--- Data for the task Enclosed Below ---

//! Structured analysis results returned by the language model.
//!
//! All types deserialize leniently: absent fields take defaults so a
//! partially well-formed model response still yields a usable value.

use copper_almanac_core::{ExtractedFields, StoredEvent};
use serde::{Deserialize, Serialize};

/// Result of classifying a message as a schedulable task.
#[derive(Debug, Clone, Default, PartialEq, Serialize, Deserialize)]
#[serde(default)]
pub struct TaskAnalysis {
    /// Whether the message describes a task at all.
    pub is_task: bool,
    /// Fields the model extracted from the message.
    #[serde(rename = "extracted_info")]
    pub extracted: ExtractedFields,
    /// Questions the model suggests for missing critical info.
    pub suggested_questions: Vec<String>,
}

impl TaskAnalysis {
    /// A non-task result, used when analysis fails.
    #[must_use]
    pub fn not_a_task() -> Self {
        Self::default()
    }
}

/// Result of classifying a message as a calendar query.
#[derive(Debug, Clone, Default, PartialEq, Serialize, Deserialize)]
#[serde(default)]
pub struct QueryAnalysis {
    /// Whether the user is asking for a list of events.
    pub is_query: bool,
    /// The date range to list ("today", "this week", a specific day).
    pub date_range: Option<String>,
}

impl QueryAnalysis {
    /// A non-query result, used when analysis fails.
    #[must_use]
    pub fn not_a_query() -> Self {
        Self::default()
    }

    /// The date range, defaulting to today.
    #[must_use]
    pub fn range_or_today(&self) -> &str {
        self.date_range.as_deref().unwrap_or("today")
    }
}

/// A compact event summary passed as context for edit analysis.
#[derive(Debug, Clone, PartialEq, Serialize, Deserialize)]
pub struct RecentEventSummary {
    pub title: String,
    pub date: String,
    pub time: String,
}

impl From<&StoredEvent> for RecentEventSummary {
    fn from(event: &StoredEvent) -> Self {
        Self {
            title: event.title.clone(),
            date: event.date.clone(),
            time: event.time.clone(),
        }
    }
}
//! Deterministic natural-language date/time resolution.
//!
//! This crate provides:
//!
//! - **Date parsing**: relative keywords, weekdays, absolute formats,
//!   and ordinal days, tried in fixed precedence
//! - **Time parsing**: period phrases, clock formats, am/pm shorthand
//! - **Duration**: free-text duration to minutes, with display formatting
//!
//! Every function takes its reference instant as a parameter and never
//! reads the clock, so identical inputs always resolve identically.

pub mod date;
pub mod duration;
pub mod time;

pub use date::parse_date;
pub use duration::{duration_minutes, format_minutes, DEFAULT_DURATION_MINUTES};
pub use time::parse_time;

use chrono::{DateTime, FixedOffset, NaiveDateTime};

/// Resolves free-text date and time into an absolute instant in the
/// given timezone.
///
/// An instant earlier than `now` on a non-today date is logged as an
/// anomaly but still returned; the calendar collaborator decides what to
/// do with it.
#[must_use]
pub fn resolve_datetime(
    date_text: &str,
    time_text: &str,
    now: DateTime<FixedOffset>,
) -> Option<DateTime<FixedOffset>> {
    let date = parse_date(date_text, now.date_naive())?;
    let time = parse_time(time_text)?;

    let resolved = NaiveDateTime::new(date, time)
        .and_local_timezone(*now.offset())
        .single()?;

    if resolved < now && date != now.date_naive() {
        tracing::warn!(%resolved, %now, "resolved datetime is in the past");
    }

    Some(resolved)
}

#[cfg(test)]
mod tests {
    use super::*;
    use chrono::TimeZone;

    fn at(y: i32, mo: u32, d: u32, h: u32, mi: u32) -> DateTime<FixedOffset> {
        FixedOffset::east_opt(5 * 3600 + 1800)
            .unwrap()
            .with_ymd_and_hms(y, mo, d, h, mi, 0)
            .unwrap()
    }

    #[test]
    fn combines_date_and_time_in_reference_offset() {
        let now = at(2024, 6, 10, 9, 0);
        let resolved = resolve_datetime("tomorrow", "3pm", now).expect("resolves");

        assert_eq!(resolved.date_naive().to_string(), "2024-06-11");
        assert_eq!(resolved.time().to_string(), "15:00:00");
        assert_eq!(resolved.offset(), now.offset());
    }

    #[test]
    fn past_instant_on_non_today_date_still_resolves() {
        let now = at(2024, 6, 10, 9, 0);
        let resolved = resolve_datetime("2024-01-05", "10:00", now);
        assert!(resolved.is_some());
    }

    #[test]
    fn unparsable_date_yields_none() {
        let now = at(2024, 6, 10, 9, 0);
        assert!(resolve_datetime("whenever", "3pm", now).is_none());
        assert!(resolve_datetime("tomorrow", "sometime", now).is_none());
    }
}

--- End of Enclosed Data for the task ---

**Aim of the task**:
Full repetition needed. Write out every entry above exactly as given.

**Solution below**:
//! Structured analysis results returned by the language model.
//!
//! All types deserialize leniently: absent fields take defaults so a
//! partially well-formed model response still yields a usable value.

use copper_almanac_core::{ExtractedFields, StoredEvent};
use serde::{Deserialize, Serialize};

/// Result of classifying a message as a schedulable task.
#[derive(Debug, Clone, Default, PartialEq, Serialize, Deserialize)]
#[serde(default)]
pub struct TaskAnalysis {
    /// Whether the message describes a task at all.
    pub is_task: bool,
    /// Fields the model extracted from the message.
    #[serde(rename = "extracted_info")]
    pub extracted: ExtractedFields,
    /// Questions the model suggests for missing critical info.
    pub suggested_questions: Vec<String>,
}

impl TaskAnalysis {
    /// A non-task result, used when analysis fails.
    #[must_use]
    pub fn not_a_task() -> Self {
        Self::default()
    }
}

/// Result of classifying a message as a calendar query.
#[derive(Debug, Clone, Default, PartialEq, Serialize, Deserialize)]
#[serde(default)]
pub struct QueryAnalysis {
    /// Whether the user is asking for a list of events.
    pub is_query: bool,
    /// The date range to list ("today", "this week", a specific day).
    pub date_range: Option<String>,
}

impl QueryAnalysis {
    /// A non-query result, used when analysis fails.
    #[must_use]
    pub fn not_a_query() -> Self {
        Self::default()
    }

    /// The date range, defaulting to today.
    #[must_use]
    pub fn range_or_today(&self) -> &str {
        self.date_range.as_deref().unwrap_or("today")
    }
}

/// A compact event summary passed as context for edit analysis.
#[derive(Debug, Clone, PartialEq, Serialize, Deserialize)]
pub struct RecentEventSummary {
    pub title: String,
    pub date: String,
    pub time: String,
}

impl From<&StoredEvent> for RecentEventSummary {
    fn from(event: &StoredEvent) -> Self {
        Self {
            title: event.title.clone(),
            date: event.date.clone(),
            time: event.time.clone(),
        }
    }
}
//! Deterministic natural-language date/time resolution.
//!
//! This crate provides:
//!
//! - **Date parsing**: relative keywords, weekdays, absolute formats,
//!   and ordinal days, tried in fixed precedence
//! - **Time parsing**: period phrases, clock formats, am/pm shorthand
//! - **Duration**: free-text duration to minutes, with display formatting
//!
//! Every function takes its reference instant as a parameter and never
//! reads the clock, so identical inputs always resolve identically.

pub mod date;
pub mod duration;
pub mod time;

pub use date::parse_date;
pub use duration::{duration_minutes, format_minutes, DEFAULT_DURATION_MINUTES};
pub use time::parse_time;

use chrono::{DateTime, FixedOffset, NaiveDateTime};

/// Resolves free-text date and time into an absolute instant in the
/// given timezone.
///
/// An instant earlier than `now` on a non-today date is logged as an
/// anomaly but still returned; the calendar collaborator decides what to
/// do with it.
#[must_use]
pub fn resolve_datetime(
    date_text: &str,
    time_text: &str,
    now: DateTime<FixedOffset>,
) -> Option<DateTime<FixedOffset>> {
    let date = parse_date(date_text, now.date_naive())?;
    let time = parse_time(time_text)?;

    let resolved = NaiveDateTime::new(date, time)
        .and_local_timezone(*now.offset())
        .single()?;

    if resolved < now && date != now.date_naive() {
        tracing::warn!(%resolved, %now, "resolved datetime is in the past");
    }

    Some(resolved)
}

#[cfg(test)]
mod tests {
    use super::*;
    use chrono::TimeZone;

    fn at(y: i32, mo: u32, d: u32, h: u32, mi: u32) -> DateTime<FixedOffset> {
        FixedOffset::east_opt(5 * 3600 + 1800)
            .unwrap()
            .with_ymd_and_hms(y, mo, d, h, mi, 0)
            .unwrap()
    }

    #[test]
    fn combines_date_and_time_in_reference_offset() {
        let now = at(2024, 6, 10, 9, 0);
        let resolved = resolve_datetime("tomorrow", "3pm", now).expect("resolves");

        assert_eq!(resolved.date_naive().to_string(), "2024-06-11");
        assert_eq!(resolved.time().to_string(), "15:00:00");
        assert_eq!(resolved.offset(), now.offset());
    }

    #[test]
    fn past_instant_on_non_today_date_still_resolves() {
        let now = at(2024, 6, 10, 9, 0);
        let resolved = resolve_datetime("2024-01-05", "10:00", now);
        assert!(resolved.is_some());
    }

    #[test]
    fn unparsable_date_yields_none() {
        let now = at(2024, 6, 10, 9, 0);
        assert!(resolve_datetime("whenever", "3pm", now).is_none());
        assert!(resolve_datetime("tomorrow", "sometime", now).is_none());
    }
}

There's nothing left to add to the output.